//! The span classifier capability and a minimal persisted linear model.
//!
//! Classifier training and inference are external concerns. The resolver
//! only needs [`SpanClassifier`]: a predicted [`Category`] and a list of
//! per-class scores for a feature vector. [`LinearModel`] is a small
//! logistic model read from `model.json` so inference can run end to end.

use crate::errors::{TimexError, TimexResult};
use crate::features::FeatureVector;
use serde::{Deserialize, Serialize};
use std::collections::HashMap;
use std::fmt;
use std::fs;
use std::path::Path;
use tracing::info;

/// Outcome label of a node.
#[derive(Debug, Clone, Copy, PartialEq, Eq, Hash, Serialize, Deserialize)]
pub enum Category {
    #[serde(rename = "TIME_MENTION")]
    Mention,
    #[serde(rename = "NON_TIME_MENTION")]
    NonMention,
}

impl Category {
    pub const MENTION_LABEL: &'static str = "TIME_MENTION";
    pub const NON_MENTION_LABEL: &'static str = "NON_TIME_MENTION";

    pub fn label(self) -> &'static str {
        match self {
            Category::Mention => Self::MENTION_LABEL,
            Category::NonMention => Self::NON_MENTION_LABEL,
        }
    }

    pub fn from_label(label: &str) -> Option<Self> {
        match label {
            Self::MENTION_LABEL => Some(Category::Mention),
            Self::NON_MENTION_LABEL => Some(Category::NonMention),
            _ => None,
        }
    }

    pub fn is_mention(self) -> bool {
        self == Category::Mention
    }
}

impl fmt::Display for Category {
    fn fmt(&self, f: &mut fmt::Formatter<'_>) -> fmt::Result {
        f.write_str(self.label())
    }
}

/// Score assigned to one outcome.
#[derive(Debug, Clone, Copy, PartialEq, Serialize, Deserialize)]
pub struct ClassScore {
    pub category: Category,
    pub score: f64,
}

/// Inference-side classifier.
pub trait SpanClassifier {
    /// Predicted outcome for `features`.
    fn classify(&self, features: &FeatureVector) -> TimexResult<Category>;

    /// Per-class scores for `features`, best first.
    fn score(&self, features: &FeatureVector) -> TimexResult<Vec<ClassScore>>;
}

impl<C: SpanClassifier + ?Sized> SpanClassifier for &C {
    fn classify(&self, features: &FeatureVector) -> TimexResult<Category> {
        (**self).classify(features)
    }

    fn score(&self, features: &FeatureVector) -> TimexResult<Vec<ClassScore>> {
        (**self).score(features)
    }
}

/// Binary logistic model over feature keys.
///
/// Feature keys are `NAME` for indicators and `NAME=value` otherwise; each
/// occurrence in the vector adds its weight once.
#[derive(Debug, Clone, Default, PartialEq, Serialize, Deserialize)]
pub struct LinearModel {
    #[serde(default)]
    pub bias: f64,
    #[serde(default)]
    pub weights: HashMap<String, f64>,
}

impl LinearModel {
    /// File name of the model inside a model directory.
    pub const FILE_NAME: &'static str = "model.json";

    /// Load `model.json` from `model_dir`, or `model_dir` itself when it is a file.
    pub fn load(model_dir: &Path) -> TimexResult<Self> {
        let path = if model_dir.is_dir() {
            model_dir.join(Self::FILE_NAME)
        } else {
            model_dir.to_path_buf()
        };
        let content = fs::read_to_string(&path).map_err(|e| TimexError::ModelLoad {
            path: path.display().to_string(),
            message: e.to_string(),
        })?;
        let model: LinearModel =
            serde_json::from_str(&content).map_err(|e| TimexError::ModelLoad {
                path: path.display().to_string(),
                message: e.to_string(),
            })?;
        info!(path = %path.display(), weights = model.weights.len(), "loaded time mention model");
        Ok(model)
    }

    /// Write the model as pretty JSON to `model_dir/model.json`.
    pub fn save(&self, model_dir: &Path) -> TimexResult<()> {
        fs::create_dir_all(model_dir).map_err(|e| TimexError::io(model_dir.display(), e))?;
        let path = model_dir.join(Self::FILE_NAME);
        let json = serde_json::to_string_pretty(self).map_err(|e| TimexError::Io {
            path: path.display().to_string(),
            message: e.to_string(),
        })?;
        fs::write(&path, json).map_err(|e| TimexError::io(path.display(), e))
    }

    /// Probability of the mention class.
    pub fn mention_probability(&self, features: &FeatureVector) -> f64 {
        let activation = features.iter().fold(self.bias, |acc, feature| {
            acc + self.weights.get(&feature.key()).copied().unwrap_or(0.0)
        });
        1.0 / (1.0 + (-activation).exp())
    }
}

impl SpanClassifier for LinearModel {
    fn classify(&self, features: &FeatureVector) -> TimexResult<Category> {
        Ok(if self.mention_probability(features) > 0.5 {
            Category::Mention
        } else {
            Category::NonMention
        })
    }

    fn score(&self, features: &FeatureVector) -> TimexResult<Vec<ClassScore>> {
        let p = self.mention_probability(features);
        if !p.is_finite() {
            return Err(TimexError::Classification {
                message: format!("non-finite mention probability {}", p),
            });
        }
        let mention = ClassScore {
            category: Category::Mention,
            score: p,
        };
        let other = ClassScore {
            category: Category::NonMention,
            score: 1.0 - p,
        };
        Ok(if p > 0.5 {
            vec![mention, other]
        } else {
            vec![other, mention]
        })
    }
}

════════

### WHAT THE TASK ASKS
Please set down the material above once more, word for word.

### OUTPUT OF THE EXERCISE
//! The span classifier capability and a minimal persisted linear model.
//!
//! Classifier training and inference are external concerns. The resolver
//! only needs [`SpanClassifier`]: a predicted [`Category`] and a list of
//! per-class scores for a feature vector. [`LinearModel`] is a small
//! logistic model read from `model.json` so inference can run end to end.

use crate::errors::{TimexError, TimexResult};
use crate::features::FeatureVector;
use serde::{Deserialize, Serialize};
use std::collections::HashMap;
use std::fmt;
use std::fs;
use std::path::Path;
use tracing::info;

/// Outcome label of a node.
#[derive(Debug, Clone, Copy, PartialEq, Eq, Hash, Serialize, Deserialize)]
pub enum Category {
    #[serde(rename = "TIME_MENTION")]
    Mention,
    #[serde(rename = "NON_TIME_MENTION")]
    NonMention,
}

impl Category {
    pub const MENTION_LABEL: &'static str = "TIME_MENTION";
    pub const NON_MENTION_LABEL: &'static str = "NON_TIME_MENTION";

    pub fn label(self) -> &'static str {
        match self {
            Category::Mention => Self::MENTION_LABEL,
            Category::NonMention => Self::NON_MENTION_LABEL,
        }
    }

    pub fn from_label(label: &str) -> Option<Self> {
        match label {
            Self::MENTION_LABEL => Some(Category::Mention),
            Self::NON_MENTION_LABEL => Some(Category::NonMention),
            _ => None,
        }
    }

    pub fn is_mention(self) -> bool {
        self == Category::Mention
    }
}

impl fmt::Display for Category {
    fn fmt(&self, f: &mut fmt::Formatter<'_>) -> fmt::Result {
        f.write_str(self.label())
    }
}

/// Score assigned to one outcome.
#[derive(Debug, Clone, Copy, PartialEq, Serialize, Deserialize)]
pub struct ClassScore {
    pub category: Category,
    pub score: f64,
}

/// Inference-side classifier.
pub trait SpanClassifier {
    /// Predicted outcome for `features`.
    fn classify(&self, features: &FeatureVector) -> TimexResult<Category>;

    /// Per-class scores for `features`, best first.
    fn score(&self, features: &FeatureVector) -> TimexResult<Vec<ClassScore>>;
}

impl<C: SpanClassifier + ?Sized> SpanClassifier for &C {
    fn classify(&self, features: &FeatureVector) -> TimexResult<Category> {
        (**self).classify(features)
    }

    fn score(&self, features: &FeatureVector) -> TimexResult<Vec<ClassScore>> {
        (**self).score(features)
    }
}

/// Binary logistic model over feature keys.
///
/// Feature keys are `NAME` for indicators and `NAME=value` otherwise; each
/// occurrence in the vector adds its weight once.
#[derive(Debug, Clone, Default, PartialEq, Serialize, Deserialize)]
pub struct LinearModel {
    #[serde(default)]
    pub bias: f64,
    #[serde(default)]
    pub weights: HashMap<String, f64>,
}

impl LinearModel {
    /// File name of the model inside a model directory.
    pub const FILE_NAME: &'static str = "model.json";

    /// Load `model.json` from `model_dir`, or `model_dir` itself when it is a file.
    pub fn load(model_dir: &Path) -> TimexResult<Self> {
        let path = if model_dir.is_dir() {
            model_dir.join(Self::FILE_NAME)
        } else {
            model_dir.to_path_buf()
        };
        let content = fs::read_to_string(&path).map_err(|e| TimexError::ModelLoad {
            path: path.display().to_string(),
            message: e.to_string(),
        })?;
        let model: LinearModel =
            serde_json::from_str(&content).map_err(|e| TimexError::ModelLoad {
                path: path.display().to_string(),
                message: e.to_string(),
            })?;
        info!(path = %path.display(), weights = model.weights.len(), "loaded time mention model");
        Ok(model)
    }

    /// Write the model as pretty JSON to `model_dir/model.json`.
    pub fn save(&self, model_dir: &Path) -> TimexResult<()> {
        fs::create_dir_all(model_dir).map_err(|e| TimexError::io(model_dir.display(), e))?;
        let path = model_dir.join(Self::FILE_NAME);
        let json = serde_json::to_string_pretty(self).map_err(|e| TimexError::Io {
            path: path.display().to_string(),
            message: e.to_string(),
        })?;
        fs::write(&path, json).map_err(|e| TimexError::io(path.display(), e))
    }

    /// Probability of the mention class.
    pub fn mention_probability(&self, features: &FeatureVector) -> f64 {
        let activation = features.iter().fold(self.bias, |acc, feature| {
            acc + self.weights.get(&feature.key()).copied().unwrap_or(0.0)
        });
        1.0 / (1.0 + (-activation).exp())
    }
}

impl SpanClassifier for LinearModel {
    fn classify(&self, features: &FeatureVector) -> TimexResult<Category> {
        Ok(if self.mention_probability(features) > 0.5 {
            Category::Mention
        } else {
            Category::NonMention
        })
    }

    fn score(&self, features: &FeatureVector) -> TimexResult<Vec<ClassScore>> {
        let p = self.mention_probability(features);
        if !p.is_finite() {
            return Err(TimexError::Classification {
                message: format!("non-finite mention probability {}", p),
            });
        }
        let mention = ClassScore {
            category: Category::Mention,
            score: p,
        };
        let other = ClassScore {
            category: Category::NonMention,
            score: 1.0 - p,
        };
        Ok(if p > 0.5 {
            vec![mention, other]
        } else {
            vec![other, mention]
        })
    }
}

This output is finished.